_Directions:_
Write only the number of lines in the entries below that contain the word "above".

_Excerpted data:_

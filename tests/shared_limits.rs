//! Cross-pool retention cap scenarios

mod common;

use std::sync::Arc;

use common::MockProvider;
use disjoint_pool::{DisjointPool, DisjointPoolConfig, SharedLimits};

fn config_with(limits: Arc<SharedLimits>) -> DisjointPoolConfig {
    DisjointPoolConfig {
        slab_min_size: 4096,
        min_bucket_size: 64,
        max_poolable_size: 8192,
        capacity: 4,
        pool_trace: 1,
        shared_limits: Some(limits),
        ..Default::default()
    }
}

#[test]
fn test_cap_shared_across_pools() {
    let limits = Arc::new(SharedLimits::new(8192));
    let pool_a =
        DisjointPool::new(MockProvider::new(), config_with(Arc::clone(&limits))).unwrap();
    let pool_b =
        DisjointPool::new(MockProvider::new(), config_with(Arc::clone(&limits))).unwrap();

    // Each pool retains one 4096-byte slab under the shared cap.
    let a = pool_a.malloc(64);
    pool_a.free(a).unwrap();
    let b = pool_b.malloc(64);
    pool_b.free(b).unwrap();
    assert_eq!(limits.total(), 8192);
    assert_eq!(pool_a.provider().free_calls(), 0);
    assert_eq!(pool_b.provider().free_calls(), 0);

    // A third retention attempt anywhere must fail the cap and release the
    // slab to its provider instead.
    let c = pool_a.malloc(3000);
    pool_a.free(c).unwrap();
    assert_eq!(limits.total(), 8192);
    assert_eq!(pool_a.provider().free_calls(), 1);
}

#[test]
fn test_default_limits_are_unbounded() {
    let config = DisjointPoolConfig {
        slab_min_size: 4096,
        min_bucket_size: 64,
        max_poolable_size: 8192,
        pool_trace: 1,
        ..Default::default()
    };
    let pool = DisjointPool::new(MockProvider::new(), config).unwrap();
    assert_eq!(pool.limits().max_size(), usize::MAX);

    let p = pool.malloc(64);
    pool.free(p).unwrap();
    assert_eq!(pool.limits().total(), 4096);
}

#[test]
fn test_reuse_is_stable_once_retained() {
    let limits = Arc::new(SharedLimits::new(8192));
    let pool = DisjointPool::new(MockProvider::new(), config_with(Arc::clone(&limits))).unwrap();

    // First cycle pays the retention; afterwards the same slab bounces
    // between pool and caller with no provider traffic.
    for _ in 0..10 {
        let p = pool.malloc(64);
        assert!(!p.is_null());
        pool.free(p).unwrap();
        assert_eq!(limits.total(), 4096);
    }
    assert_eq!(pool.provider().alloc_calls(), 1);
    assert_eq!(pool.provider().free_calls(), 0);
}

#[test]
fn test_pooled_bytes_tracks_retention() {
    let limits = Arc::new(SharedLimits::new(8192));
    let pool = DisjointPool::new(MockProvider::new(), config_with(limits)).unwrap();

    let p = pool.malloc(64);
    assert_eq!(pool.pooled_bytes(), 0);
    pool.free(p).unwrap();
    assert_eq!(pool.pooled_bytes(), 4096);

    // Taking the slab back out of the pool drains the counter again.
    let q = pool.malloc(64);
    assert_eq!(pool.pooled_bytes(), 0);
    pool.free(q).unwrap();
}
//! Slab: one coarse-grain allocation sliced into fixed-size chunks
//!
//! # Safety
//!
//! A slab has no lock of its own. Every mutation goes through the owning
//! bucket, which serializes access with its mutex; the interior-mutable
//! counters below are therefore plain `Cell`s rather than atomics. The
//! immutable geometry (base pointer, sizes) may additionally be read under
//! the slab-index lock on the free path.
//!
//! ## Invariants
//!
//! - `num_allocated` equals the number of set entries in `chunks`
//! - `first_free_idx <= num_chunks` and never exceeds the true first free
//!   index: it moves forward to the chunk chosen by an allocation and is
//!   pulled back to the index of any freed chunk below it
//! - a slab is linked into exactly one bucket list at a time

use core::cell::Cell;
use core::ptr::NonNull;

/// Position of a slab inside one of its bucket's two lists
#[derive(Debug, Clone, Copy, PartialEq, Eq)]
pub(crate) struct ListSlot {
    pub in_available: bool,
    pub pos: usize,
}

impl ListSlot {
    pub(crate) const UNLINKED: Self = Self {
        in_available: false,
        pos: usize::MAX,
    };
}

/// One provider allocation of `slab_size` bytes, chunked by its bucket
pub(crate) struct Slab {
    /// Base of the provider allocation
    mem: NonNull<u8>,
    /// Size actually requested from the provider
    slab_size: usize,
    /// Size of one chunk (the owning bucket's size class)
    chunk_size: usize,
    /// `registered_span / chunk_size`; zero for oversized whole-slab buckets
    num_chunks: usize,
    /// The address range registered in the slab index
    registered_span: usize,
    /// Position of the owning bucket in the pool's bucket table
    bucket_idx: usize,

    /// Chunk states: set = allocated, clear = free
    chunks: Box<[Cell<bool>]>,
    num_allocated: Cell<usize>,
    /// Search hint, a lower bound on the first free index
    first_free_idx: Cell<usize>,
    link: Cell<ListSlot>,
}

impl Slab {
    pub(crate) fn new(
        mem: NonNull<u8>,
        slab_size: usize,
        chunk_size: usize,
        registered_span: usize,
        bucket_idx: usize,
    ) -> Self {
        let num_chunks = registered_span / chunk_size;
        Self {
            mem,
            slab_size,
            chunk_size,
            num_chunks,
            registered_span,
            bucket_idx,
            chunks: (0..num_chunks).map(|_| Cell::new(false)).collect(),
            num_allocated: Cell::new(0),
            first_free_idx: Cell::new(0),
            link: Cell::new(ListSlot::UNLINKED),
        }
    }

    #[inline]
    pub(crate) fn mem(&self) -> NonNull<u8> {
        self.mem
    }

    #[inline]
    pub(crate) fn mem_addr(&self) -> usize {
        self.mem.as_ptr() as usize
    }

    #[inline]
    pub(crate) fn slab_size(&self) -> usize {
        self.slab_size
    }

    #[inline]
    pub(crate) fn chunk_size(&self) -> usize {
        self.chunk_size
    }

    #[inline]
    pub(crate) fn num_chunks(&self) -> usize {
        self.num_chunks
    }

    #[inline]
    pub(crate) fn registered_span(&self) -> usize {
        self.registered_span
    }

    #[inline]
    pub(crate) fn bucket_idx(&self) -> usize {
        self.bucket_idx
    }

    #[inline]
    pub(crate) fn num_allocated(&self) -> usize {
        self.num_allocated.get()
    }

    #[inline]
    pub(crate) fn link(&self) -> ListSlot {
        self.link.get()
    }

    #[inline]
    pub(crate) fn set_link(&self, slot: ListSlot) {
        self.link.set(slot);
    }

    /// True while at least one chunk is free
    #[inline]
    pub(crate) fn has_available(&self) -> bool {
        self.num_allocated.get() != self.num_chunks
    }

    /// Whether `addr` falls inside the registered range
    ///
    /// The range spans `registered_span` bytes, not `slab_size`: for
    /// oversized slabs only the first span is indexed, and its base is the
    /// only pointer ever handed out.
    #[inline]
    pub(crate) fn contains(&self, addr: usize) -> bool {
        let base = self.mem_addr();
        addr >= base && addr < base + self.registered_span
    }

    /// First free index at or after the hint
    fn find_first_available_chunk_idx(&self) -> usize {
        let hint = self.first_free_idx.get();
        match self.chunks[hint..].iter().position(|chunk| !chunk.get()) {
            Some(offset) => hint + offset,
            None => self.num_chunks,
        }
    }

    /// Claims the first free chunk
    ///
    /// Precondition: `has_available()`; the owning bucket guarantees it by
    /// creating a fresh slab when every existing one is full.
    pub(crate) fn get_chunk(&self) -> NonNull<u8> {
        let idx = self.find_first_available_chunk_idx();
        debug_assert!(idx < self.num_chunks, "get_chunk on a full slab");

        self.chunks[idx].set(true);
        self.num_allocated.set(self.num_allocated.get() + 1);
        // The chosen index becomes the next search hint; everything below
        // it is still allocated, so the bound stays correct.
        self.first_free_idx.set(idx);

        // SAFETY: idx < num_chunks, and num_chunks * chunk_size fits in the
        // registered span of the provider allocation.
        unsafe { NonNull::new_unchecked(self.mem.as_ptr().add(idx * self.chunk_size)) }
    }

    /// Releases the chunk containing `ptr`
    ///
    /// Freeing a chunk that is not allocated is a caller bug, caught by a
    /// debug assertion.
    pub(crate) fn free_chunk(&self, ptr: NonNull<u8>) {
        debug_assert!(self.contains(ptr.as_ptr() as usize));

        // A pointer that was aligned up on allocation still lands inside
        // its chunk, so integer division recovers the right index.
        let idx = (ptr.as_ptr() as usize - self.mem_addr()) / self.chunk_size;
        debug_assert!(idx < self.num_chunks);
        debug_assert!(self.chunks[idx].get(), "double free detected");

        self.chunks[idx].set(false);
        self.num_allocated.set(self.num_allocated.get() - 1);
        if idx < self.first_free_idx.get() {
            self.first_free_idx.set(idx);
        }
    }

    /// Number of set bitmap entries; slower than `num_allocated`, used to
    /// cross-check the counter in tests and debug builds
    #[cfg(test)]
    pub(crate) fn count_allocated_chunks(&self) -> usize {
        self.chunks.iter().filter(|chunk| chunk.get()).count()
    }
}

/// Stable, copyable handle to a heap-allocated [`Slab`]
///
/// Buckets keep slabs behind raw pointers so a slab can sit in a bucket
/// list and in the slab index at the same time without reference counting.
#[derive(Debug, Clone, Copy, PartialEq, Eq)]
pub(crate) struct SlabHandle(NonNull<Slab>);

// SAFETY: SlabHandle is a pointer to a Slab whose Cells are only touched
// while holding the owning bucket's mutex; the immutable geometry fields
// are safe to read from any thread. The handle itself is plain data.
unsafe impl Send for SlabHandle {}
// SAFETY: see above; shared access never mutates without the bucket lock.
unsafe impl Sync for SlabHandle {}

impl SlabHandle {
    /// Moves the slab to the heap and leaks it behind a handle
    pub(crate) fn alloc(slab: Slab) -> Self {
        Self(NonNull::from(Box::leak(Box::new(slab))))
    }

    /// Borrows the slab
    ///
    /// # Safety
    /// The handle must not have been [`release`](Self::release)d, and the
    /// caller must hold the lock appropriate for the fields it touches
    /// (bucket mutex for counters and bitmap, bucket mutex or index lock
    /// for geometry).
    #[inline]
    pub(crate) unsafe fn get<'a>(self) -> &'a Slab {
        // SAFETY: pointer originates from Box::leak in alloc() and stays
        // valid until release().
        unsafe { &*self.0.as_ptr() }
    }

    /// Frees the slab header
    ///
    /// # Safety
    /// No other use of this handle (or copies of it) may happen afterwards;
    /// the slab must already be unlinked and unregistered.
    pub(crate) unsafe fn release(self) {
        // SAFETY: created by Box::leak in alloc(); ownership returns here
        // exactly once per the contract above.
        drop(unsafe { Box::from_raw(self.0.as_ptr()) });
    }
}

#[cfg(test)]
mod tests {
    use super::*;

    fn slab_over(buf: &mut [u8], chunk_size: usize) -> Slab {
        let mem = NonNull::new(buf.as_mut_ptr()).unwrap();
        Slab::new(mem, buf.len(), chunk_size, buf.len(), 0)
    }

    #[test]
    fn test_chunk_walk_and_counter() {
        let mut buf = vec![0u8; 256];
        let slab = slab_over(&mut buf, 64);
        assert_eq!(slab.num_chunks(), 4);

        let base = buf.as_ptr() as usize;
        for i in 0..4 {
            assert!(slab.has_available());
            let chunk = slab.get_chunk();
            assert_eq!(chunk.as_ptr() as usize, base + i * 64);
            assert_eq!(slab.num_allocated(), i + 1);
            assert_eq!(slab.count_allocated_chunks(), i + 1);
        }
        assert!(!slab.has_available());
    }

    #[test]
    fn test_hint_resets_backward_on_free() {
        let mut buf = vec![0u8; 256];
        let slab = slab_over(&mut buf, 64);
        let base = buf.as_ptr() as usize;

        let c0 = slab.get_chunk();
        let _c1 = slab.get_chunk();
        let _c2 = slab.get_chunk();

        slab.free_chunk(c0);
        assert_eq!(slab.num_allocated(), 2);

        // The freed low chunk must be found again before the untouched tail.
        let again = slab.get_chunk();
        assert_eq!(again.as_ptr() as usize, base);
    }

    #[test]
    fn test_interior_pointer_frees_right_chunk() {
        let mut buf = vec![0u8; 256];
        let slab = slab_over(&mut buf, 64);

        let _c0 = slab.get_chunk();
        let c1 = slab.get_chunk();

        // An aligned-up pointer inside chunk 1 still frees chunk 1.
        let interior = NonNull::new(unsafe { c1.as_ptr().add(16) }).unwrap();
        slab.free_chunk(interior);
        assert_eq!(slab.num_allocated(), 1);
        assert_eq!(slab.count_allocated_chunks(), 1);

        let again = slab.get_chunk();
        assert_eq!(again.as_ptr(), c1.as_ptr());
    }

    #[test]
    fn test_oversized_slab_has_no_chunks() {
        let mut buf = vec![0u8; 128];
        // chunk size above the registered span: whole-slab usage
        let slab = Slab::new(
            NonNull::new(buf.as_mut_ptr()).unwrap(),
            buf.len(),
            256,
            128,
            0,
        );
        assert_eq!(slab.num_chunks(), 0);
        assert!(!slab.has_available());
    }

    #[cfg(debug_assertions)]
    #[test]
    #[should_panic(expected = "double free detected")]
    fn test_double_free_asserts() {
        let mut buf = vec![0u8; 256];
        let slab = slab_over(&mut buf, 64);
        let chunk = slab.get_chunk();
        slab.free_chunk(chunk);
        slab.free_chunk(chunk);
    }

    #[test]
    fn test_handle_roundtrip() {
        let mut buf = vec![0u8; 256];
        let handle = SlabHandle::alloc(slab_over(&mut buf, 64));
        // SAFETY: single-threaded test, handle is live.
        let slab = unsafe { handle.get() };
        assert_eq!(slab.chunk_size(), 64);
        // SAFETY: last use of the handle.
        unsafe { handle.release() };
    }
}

_Response to the task:_
3